Skateboarding was headed to the Olympics and regularly appeared on television and in fashion magazines. Energy-drink-powered teens were pulling down big paychecks from esports megaevents. The Ultimate Fighting Championship was filling large arenas with fans and pouring mass-mediated adrenaline into mixed martial arts.
Even a few lesser-known sports were on the rise. Spikeball, the promoter of roundnet, landed deals with Shark Tank and ESPN. Cornhole was appearing on ESPN and courting moneyed sponsors like Johnsonville Sausage. Ax throwing and wood chopping were being nationally televised.
After decades of slow growth, disc golf was also on the rise.
But why was the popularity of these sports mounting? While many researchers have written about the growth of mainstream sports like football and basketball, less is known about fringe sports—those residing on the normative margins.
In my forthcoming book, Emerging Sports as Social Movements: Disc Golf and the Rise of an Unknown Sport, coming this August, I examine several grassroots sports but focus on disc golf.
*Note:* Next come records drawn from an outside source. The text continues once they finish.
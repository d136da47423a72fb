//! External services the import pipelines call, plus in-memory fakes.

use std::collections::{BTreeSet, HashMap, HashSet};
use std::sync::RwLock;
use std::sync::atomic::{AtomicU32, AtomicU64, Ordering};

use light_core::UserId;

use crate::error::JobError;

/// Export state of a requested document archive.
#[derive(Debug, Clone, PartialEq, Eq)]
pub enum ArchiveStatus {
    Pending,
    Ready { location: String },
}

/// Source documents (e.g. Google Docs) and their archive export.
pub trait DocumentSource: Send + Sync {
    /// Whether `owner` has granted access to `resource_id`.
    fn is_authorized(&self, owner: UserId, resource_id: &str) -> Result<bool, JobError>;

    fn document_title(&self, resource_id: &str) -> Result<String, JobError>;

    /// Start exporting `resource_id`; returns the archive id.
    fn request_archive(&self, resource_id: &str) -> Result<String, JobError>;

    fn archive_status(&self, archive_id: &str) -> Result<ArchiveStatus, JobError>;
}

/// Module repository: creation, versioning, publication and search indexing.
pub trait ModuleCatalog: Send + Sync {
    /// Create an empty module; returns its id.
    fn create_module(&self, owner: UserId, title: &str) -> Result<String, JobError>;

    /// Reserve the next version number of `module_id` (starting at 1).
    fn reserve_version(&self, module_id: &str) -> Result<u32, JobError>;

    fn publish(&self, module_id: &str, version: u32, archive_location: &str) -> Result<(), JobError>;

    fn index(&self, module_id: &str, version: u32) -> Result<(), JobError>;
}

fn poisoned<T>(_: T) -> JobError {
    JobError::collaborator("lock poisoned")
}

#[derive(Debug)]
struct Archive {
    resource_id: String,
    polls_left: u32,
}

/// In-memory document source for tests/dev.
///
/// Archives become ready after a configurable number of status checks.
#[derive(Debug, Default)]
pub struct InMemoryDocumentSource {
    titles: RwLock<HashMap<String, String>>,
    grants: RwLock<HashSet<(UserId, String)>>,
    archives: RwLock<HashMap<String, Archive>>,
    export_polls: AtomicU32,
    next_archive: AtomicU64,
}

impl InMemoryDocumentSource {
    pub fn new() -> Self {
        Self::default()
    }

    /// Number of `Pending` answers before an archive turns ready.
    pub fn with_export_polls(self, polls: u32) -> Self {
        self.export_polls.store(polls, Ordering::SeqCst);
        self
    }

    pub fn add_document(&self, resource_id: &str, title: &str) -> Result<(), JobError> {
        self.titles
            .write()
            .map_err(poisoned)?
            .insert(resource_id.to_string(), title.to_string());
        Ok(())
    }

    pub fn grant(&self, owner: UserId, resource_id: &str) -> Result<(), JobError> {
        self.grants
            .write()
            .map_err(poisoned)?
            .insert((owner, resource_id.to_string()));
        Ok(())
    }

    /// Number of export requests made so far.
    pub fn archive_requests(&self) -> u64 {
        self.next_archive.load(Ordering::SeqCst)
    }
}

impl DocumentSource for InMemoryDocumentSource {
    fn is_authorized(&self, owner: UserId, resource_id: &str) -> Result<bool, JobError> {
        let grants = self.grants.read().map_err(poisoned)?;
        Ok(grants.contains(&(owner, resource_id.to_string())))
    }

    fn document_title(&self, resource_id: &str) -> Result<String, JobError> {
        self.titles
            .read()
            .map_err(poisoned)?
            .get(resource_id)
            .cloned()
            .ok_or_else(|| JobError::collaborator(format!("document {resource_id} not found")))
    }

    fn request_archive(&self, resource_id: &str) -> Result<String, JobError> {
        // Validates the document exists.
        self.document_title(resource_id)?;

        let n = self.next_archive.fetch_add(1, Ordering::SeqCst) + 1;
        let archive_id = format!("export-{n}");
        self.archives.write().map_err(poisoned)?.insert(
            archive_id.clone(),
            Archive {
                resource_id: resource_id.to_string(),
                polls_left: self.export_polls.load(Ordering::SeqCst),
            },
        );
        Ok(archive_id)
    }

    fn archive_status(&self, archive_id: &str) -> Result<ArchiveStatus, JobError> {
        let mut archives = self.archives.write().map_err(poisoned)?;
        let archive = archives
            .get_mut(archive_id)
            .ok_or_else(|| JobError::collaborator(format!("archive {archive_id} not found")))?;

        if archive.polls_left > 0 {
            archive.polls_left -= 1;
            return Ok(ArchiveStatus::Pending);
        }
        Ok(ArchiveStatus::Ready {
            location: format!("memory://archives/{}/{archive_id}.zip", archive.resource_id),
        })
    }
}

/// Snapshot of a module held by [`InMemoryModuleCatalog`].
#[derive(Debug, Clone, PartialEq, Eq)]
pub struct CatalogModule {
    pub owner: UserId,
    pub title: String,
    pub reserved: u32,
    pub published: BTreeSet<u32>,
    pub indexed: BTreeSet<u32>,
}

/// In-memory module catalog for tests/dev.
#[derive(Debug, Default)]
pub struct InMemoryModuleCatalog {
    modules: RwLock<HashMap<String, CatalogModule>>,
    next_id: AtomicU64,
}

impl InMemoryModuleCatalog {
    pub fn new() -> Self {
        Self::default()
    }

    pub fn module(&self, module_id: &str) -> Option<CatalogModule> {
        self.modules.read().ok()?.get(module_id).cloned()
    }

    pub fn module_count(&self) -> usize {
        self.modules.read().map(|m| m.len()).unwrap_or(0)
    }

    fn with_module<T>(
        &self,
        module_id: &str,
        f: impl FnOnce(&mut CatalogModule) -> Result<T, JobError>,
    ) -> Result<T, JobError> {
        let mut modules = self.modules.write().map_err(poisoned)?;
        let module = modules
            .get_mut(module_id)
            .ok_or_else(|| JobError::collaborator(format!("module {module_id} not found")))?;
        f(module)
    }
}

impl ModuleCatalog for InMemoryModuleCatalog {
    fn create_module(&self, owner: UserId, title: &str) -> Result<String, JobError> {
        let id = format!("m{}", self.next_id.fetch_add(1, Ordering::SeqCst) + 1);
        self.modules.write().map_err(poisoned)?.insert(
            id.clone(),
            CatalogModule {
                owner,
                title: title.to_string(),
                reserved: 0,
                published: BTreeSet::new(),
                indexed: BTreeSet::new(),
            },
        );
        Ok(id)
    }

    fn reserve_version(&self, module_id: &str) -> Result<u32, JobError> {
        self.with_module(module_id, |m| {
            m.reserved += 1;
            Ok(m.reserved)
        })
    }

    fn publish(&self, module_id: &str, version: u32, archive_location: &str) -> Result<(), JobError> {
        if archive_location.trim().is_empty() {
            return Err(JobError::collaborator("publish needs an archive location"));
        }
        self.with_module(module_id, |m| {
            if version == 0 || version > m.reserved {
                return Err(JobError::collaborator(format!(
                    "version {version} of {module_id} was never reserved"
                )));
            }
            m.published.insert(version);
            Ok(())
        })
    }

    fn index(&self, module_id: &str, version: u32) -> Result<(), JobError> {
        self.with_module(module_id, |m| {
            if !m.published.contains(&version) {
                return Err(JobError::collaborator(format!(
                    "version {version} of {module_id} is not published"
                )));
            }
            m.indexed.insert(version);
            Ok(())
        })
    }
}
I argue that non-traditional sports develop through two processes: one driven primarily by product development, commercialization and consumption, and another that relies upon public resources and grassroots efforts to grow the sport.
Informed by my experiences as both a player and a sociologist, I show how disc golf’s incredible rise has depended on the consistency of insider culture and ideology, as well as on how the movement has navigated a broad field of market competition, government regulation, community characteristics, public opinion, traditional media, social media and technological change.
Throughout, I probe why some sports grow faster than others, examining cultural tendencies toward sport, individual choices to participate and the various institutional forces at play.
Early Reviews
“I’ve loved these magical platters since their very beginning, and it has been fascinating to watch the interplay between the ‘real sports’ and our own. In that watching, we’ve made lots of completely unsupported suppositions. On these pages for the first time, Woods clarifies many key issues with his impressive analytical toolbox and innovative methodology. He makes me proud to be a lover of both the saucers and the sociological imagination.”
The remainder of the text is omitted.